2022年のパ・リーグは、埼玉西武・水上由伸投手がパの育成出身選手としては初の新人王に輝いた。パの新人王は2018年の田中和基選手以降、5年連続で2年目以降の選手が獲得。今季も2年目以降の選手が新人王を獲るのか。受賞資格を持ち、活躍が期待される選手を紹介する。
なお、新人王の資格は以下の通りである。
①【全選手】海外のプロ野球リーグへの参加経験がない
②【全選手】初めて支配下選手登録されてから5年以内
③【打者】前年までの一軍公式戦での打席が60打席以内
④【投手】前年までの一軍公式戦での投球回が30イニング以内
水上由伸に続け! 育成出身リリーフの新人王候補
育成出身のリリーフで、支配下登録された翌年。今季、水上投手と同じようなシチュエーションに身を置いているのが、オリックス・宇田川優希投手と東北楽天・宮森智志投手だ。
仙台大学から2020年育成ドラフト3位で入団した宇田川投手は、150km/h台後半も出る速球と、落差の大きいフォークが武器だ。1年目はファーム公式戦1試合の登板にとどまったが、2年目の昨季は15試合で防御率1.88の好成績を残し、7月28日に支配下登録を勝ち取る。
8月3日の埼玉西武戦でプロ初登板を果たすと、その後19試合に登板。奪三振率12.90と持ち味を存分に発揮して、防御率0.81を記録した。日本シリーズでも4試合で5.2回10奪三振無失点と好投、チームの26年ぶりとなる日本一に貢献した。今季は3月のWBCに出場する侍ジャパン入りも果たし、さらなる飛躍に注目だ。
宮森投手は、四国ILplus・高知ファイティングドッグスから2021年育成ドラフト1位で入団。193cmの長身から繰り出される直球を軸に、鋭く変化するスライダー、フォークを決め球とする投球スタイルが特徴だ。
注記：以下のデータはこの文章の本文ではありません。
use oxrdf::{NamedNode, NamedNodeRef};
use std::fmt;

const OWL_THING: NamedNodeRef<'static> =
    NamedNodeRef::new_unchecked("http://www.w3.org/2002/07/owl#Thing");
const OWL_NOTHING: NamedNodeRef<'static> =
    NamedNodeRef::new_unchecked("http://www.w3.org/2002/07/owl#Nothing");

/// An OWL class (owl:Class).
///
/// Every class is a subclass of owl:Thing and a superclass of owl:Nothing.
#[derive(Debug, Clone, PartialEq, Eq, Hash, PartialOrd, Ord)]
pub struct OwlClass(NamedNode);

impl OwlClass {
    #[inline]
    pub fn new(iri: impl Into<NamedNode>) -> Self {
        Self(iri.into())
    }

    /// `owl:Thing`, the class of every individual.
    #[inline]
    pub fn thing() -> Self {
        Self(OWL_THING.into_owned())
    }

    /// `owl:Nothing`, the empty class.
    #[inline]
    pub fn nothing() -> Self {
        Self(OWL_NOTHING.into_owned())
    }

    #[inline]
    pub fn is_thing(&self) -> bool {
        self.0.as_ref() == OWL_THING
    }

    #[inline]
    pub fn is_nothing(&self) -> bool {
        self.0.as_ref() == OWL_NOTHING
    }

    #[inline]
    pub fn iri(&self) -> &NamedNode {
        &self.0
    }

    #[inline]
    pub fn into_inner(self) -> NamedNode {
        self.0
    }
}

impl fmt::Display for OwlClass {
    fn fmt(&self, f: &mut fmt::Formatter<'_>) -> fmt::Result {
        write!(f, "{}", self.0)
    }
}

impl From<NamedNode> for OwlClass {
    fn from(node: NamedNode) -> Self {
        Self(node)
    }
}

impl From<OwlClass> for NamedNode {
    fn from(class: OwlClass) -> Self {
        class.0
    }
}

/// An OWL object property (owl:ObjectProperty).
#[derive(Debug, Clone, PartialEq, Eq, Hash, PartialOrd, Ord)]
pub struct ObjectProperty(NamedNode);

impl ObjectProperty {
    #[inline]
    pub fn new(iri: impl Into<NamedNode>) -> Self {
        Self(iri.into())
    }

    #[inline]
    pub fn iri(&self) -> &NamedNode {
        &self.0
    }
}

impl fmt::Display for ObjectProperty {
    fn fmt(&self, f: &mut fmt::Formatter<'_>) -> fmt::Result {
        write!(f, "{}", self.0)
    }
}

impl From<NamedNode> for ObjectProperty {
    fn from(node: NamedNode) -> Self {
        Self(node)
    }
}

/// An OWL data property (owl:DatatypeProperty).
#[derive(Debug, Clone, PartialEq, Eq, Hash, PartialOrd, Ord)]
pub struct DataProperty(NamedNode);

impl DataProperty {
    #[inline]
    pub fn new(iri: impl Into<NamedNode>) -> Self {
        Self(iri.into())
    }

    #[inline]
    pub fn iri(&self) -> &NamedNode {
        &self.0
    }
}

impl fmt::Display for DataProperty {
    fn fmt(&self, f: &mut fmt::Formatter<'_>) -> fmt::Result {
        write!(f, "{}", self.0)
    }
}

impl From<NamedNode> for DataProperty {
    fn from(node: NamedNode) -> Self {
        Self(node)
    }
}

/// A named OWL individual.
///
/// Anonymous individuals are not part of the EL profile.
#[derive(Debug, Clone, PartialEq, Eq, Hash, PartialOrd, Ord)]
pub struct Individual(NamedNode);

impl Individual {
    #[inline]
    pub fn new(iri: impl Into<NamedNode>) -> Self {
        Self(iri.into())
    }

    #[inline]
    pub fn iri(&self) -> &NamedNode {
        &self.0
    }
}

impl fmt::Display for Individual {
    fn fmt(&self, f: &mut fmt::Formatter<'_>) -> fmt::Result {
        write!(f, "{}", self.0)
    }
}

impl From<NamedNode> for Individual {
    fn from(node: NamedNode) -> Self {
        Self(node)
    }
}

#[cfg(test)]
mod tests {
    use super::*;

    #[test]
    fn test_builtin_classes() {
        assert!(OwlClass::thing().is_thing());
        assert!(OwlClass::nothing().is_nothing());
        assert!(!OwlClass::thing().is_nothing());
        assert_eq!(
            OwlClass::thing().iri().as_str(),
            "http://www.w3.org/2002/07/owl#Thing"
        );
    }
}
昨季はルーキーながらファームで守護神に抜てきされると、3、4月に防御率0.90、9セーブの好成績を残しファーム月間MVPに選出。7月に支配下登録され、8月2日の初登板から9月10日の千葉ロッテ戦まで18試合連続無失点として水上投手の持つリーグ記録を塗り替えた。その後、NPB記録タイの22試合まで伸ばし、最終的には26試合で1勝1敗7H1S、防御率1.54の成績を残した。2年目の今季も同様の活躍を見せられるか。
野手新人王となれば5年ぶり…… 定位置奪取が課題か
パ・リーグにおける過去の新人王を見てみると投手が50人、野手が17人と投手の方が多く、2000年以降の野手の受賞者は埼玉西武・源田壮亮選手(2017年)と田中和選手(2018年)のみ。出場メンバーが固定されやすい野手は厳しい戦いが予想されるが、期待を込めて福岡ソフトバンク・渡邉陸選手と千葉ロッテ・山本大斗選手を紹介しよう。
渡邉選手は、神村学園高校から2018年育成ドラフト1位で入団。2020年まではファーム公式戦の出場はなかったものの、2021年は66試合で打率.263、3本塁打を記録。同年8月30日に支配下登録され、プロ4年目の昨季、一軍デビューを果たした。
5月28日の広島戦では、9番・捕手でプロ初スタメン入り。プロ初安打となる3ランに加えて2打席連続本塁打を放ち、お立ち台にも上がった。一軍では20試合の出場にとどまったが、ファームでは68試合で打率.308と好成績。甲斐拓也選手や嶺井博希選手もいるホークスの正捕手への道のりは険しいが、持ち前の打撃でアピールして定位置を確保できるか。
開星高校から2020年育成ドラフト3位で入団した山本選手は、豪快なスイングが持ち味。1年目からファームで93試合に出場し、5本塁打をマークすると、2022年7月30日に支配下登録を手にする。
一軍ではシーズン終盤の2試合に代打で出場も、いずれも空振り三振。しかし、ファームでは7月に3試合連続本塁打を放つなど、イ・リーグ3位タイの12本塁打をマークした。昨季チームトップの16本塁打を放った山口航輝選手や安田尚憲選手など、長距離砲として期待されるライバルは多い。春季キャンプから存在感を示し、競争に勝ち残りたい。
紹介した4選手以外にも、15試合で76.2回防御率1.17と圧倒的な成績を残した松井友飛投手(東北楽天)やイ・リーグ投手3冠に輝いた高田孝一投手(東北楽天)、一軍で16試合にリリーフ登板し5Hを挙げた小木田敦也投手(オリックス)など、候補は多数存在する。この中の誰かが栄冠をつかむのか、はたまた6年ぶりにルーキーの受賞となるか、要注目だ。